(Beginning of Records supplied)
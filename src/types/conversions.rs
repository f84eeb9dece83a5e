use rust_decimal::prelude::ToPrimitive;
use rust_decimal::{Decimal, RoundingStrategy};
use std::str::FromStr;

/// Points earned per burned token.
pub const POINTS_PER_TOKEN: Decimal = Decimal::from_parts(1888, 0, 0, false, 3);

/// Converts a raw SPL amount string (integer base units) into token units.
pub fn raw_amount_to_decimal(raw: &str, decimals: u8) -> Result<Decimal, ConversionError> {
    let trimmed = raw.trim();
    if trimmed.is_empty() {
        return Err(ConversionError::InvalidDecimal("empty amount".to_string()));
    }
    let mut value =
        Decimal::from_str(trimmed).map_err(|e| ConversionError::InvalidDecimal(e.to_string()))?;
    if decimals > 28 {
        return Err(ConversionError::Overflow);
    }
    // shift by the mint decimals without touching the mantissa
    value
        .set_scale(value.scale() + decimals as u32)
        .map_err(|_| ConversionError::Overflow)?;
    Ok(value.normalize())
}

/// `uiAmount` comes back from the RPC as a JSON float.
pub fn ui_amount_to_decimal(ui_amount: f64) -> Result<Decimal, ConversionError> {
    if !ui_amount.is_finite() {
        return Err(ConversionError::InvalidDecimal(ui_amount.to_string()));
    }
    Decimal::from_str(&ui_amount.to_string())
        .or_else(|_| Decimal::try_from(ui_amount))
        .map_err(|e| ConversionError::InvalidDecimal(e.to_string()))
}

/// Floors a decimal to an integer point value, saturating at the `i64` bounds.
pub fn floor_to_points(value: Decimal) -> i64 {
    let floored = value.floor();
    floored.to_i64().unwrap_or(if floored.is_sign_negative() {
        i64::MIN
    } else {
        i64::MAX
    })
}

/// `floor(burned × 1.888)`, saturating like [`floor_to_points`].
pub fn base_points(burned: Decimal) -> i64 {
    floor_to_points(burned.saturating_mul(POINTS_PER_TOKEN))
}

/// Largest amount in token units an SPL account can hold at `decimals`: `u64::MAX / 10^decimals`.
pub fn max_token_amount(decimals: u8) -> Decimal {
    Decimal::from_i128_with_scale(u64::MAX as i128, u32::from(decimals.min(28)))
}

/// Rounds a percentage to two decimal places, half away from zero.
pub fn round_percent(value: Decimal) -> Decimal {
    value.round_dp_with_strategy(2, RoundingStrategy::MidpointAwayFromZero)
}

#[derive(Debug, thiserror::Error)]
pub enum ConversionError {
    #[error("Invalid decimal: {0}")]
    InvalidDecimal(String),
    #[error("Overflow in conversion")]
    Overflow,
}

#[cfg(test)]
mod tests {
    use super::*;

    #[test]
    fn test_raw_amount_scaling() {
        let value = raw_amount_to_decimal("1500000", 6).unwrap();
        assert_eq!(value, Decimal::from_str("1.5").unwrap());

        let whole = raw_amount_to_decimal("42", 0).unwrap();
        assert_eq!(whole, Decimal::from(42));
    }

    #[test]
    fn test_raw_amount_rejects_garbage() {
        assert!(raw_amount_to_decimal("", 6).is_err());
        assert!(raw_amount_to_decimal("12abc", 6).is_err());
        assert!(raw_amount_to_decimal("1", 40).is_err());
    }

    #[test]
    fn test_base_points_floors() {
        assert_eq!(base_points(Decimal::from(1000)), 1888);
        assert_eq!(base_points(Decimal::from_str("0.5").unwrap()), 0);
        assert_eq!(base_points(Decimal::from_str("10.6").unwrap()), 20);
        assert_eq!(base_points(Decimal::MAX), i64::MAX);
    }

    #[test]
    fn test_round_percent() {
        assert_eq!(
            round_percent(Decimal::from_str("5.005").unwrap()),
            Decimal::from_str("5.01").unwrap()
        );
        assert_eq!(
            round_percent(Decimal::from_str("1.5").unwrap() + Decimal::from_str("3.5").unwrap()),
            Decimal::from(5)
        );
    }

    #[test]
    fn test_ui_amount() {
        assert_eq!(ui_amount_to_decimal(12.25).unwrap(), Decimal::from_str("12.25").unwrap());
        assert!(ui_amount_to_decimal(f64::NAN).is_err());
    }
}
(End of Records supplied)
→ Description of the task: Every line from the start of the listing through the line with "pub fn raw_amount_to_decimal(raw: &str, decimals: u8)" should be reproduced exactly, and no other line.

→ Result of the exercise:
filename src/types/conversions.rs
repository f84eeb9dece83a5e
use rust_decimal::prelude::ToPrimitive;
use rust_decimal::{Decimal, RoundingStrategy};
use std::str::FromStr;

/// Points earned per burned token.
pub const POINTS_PER_TOKEN: Decimal = Decimal::from_parts(1888, 0, 0, false, 3);

/// Converts a raw SPL amount string (integer base units) into token units.
pub fn raw_amount_to_decimal(raw: &str, decimals: u8) -> Result<Decimal, ConversionError> {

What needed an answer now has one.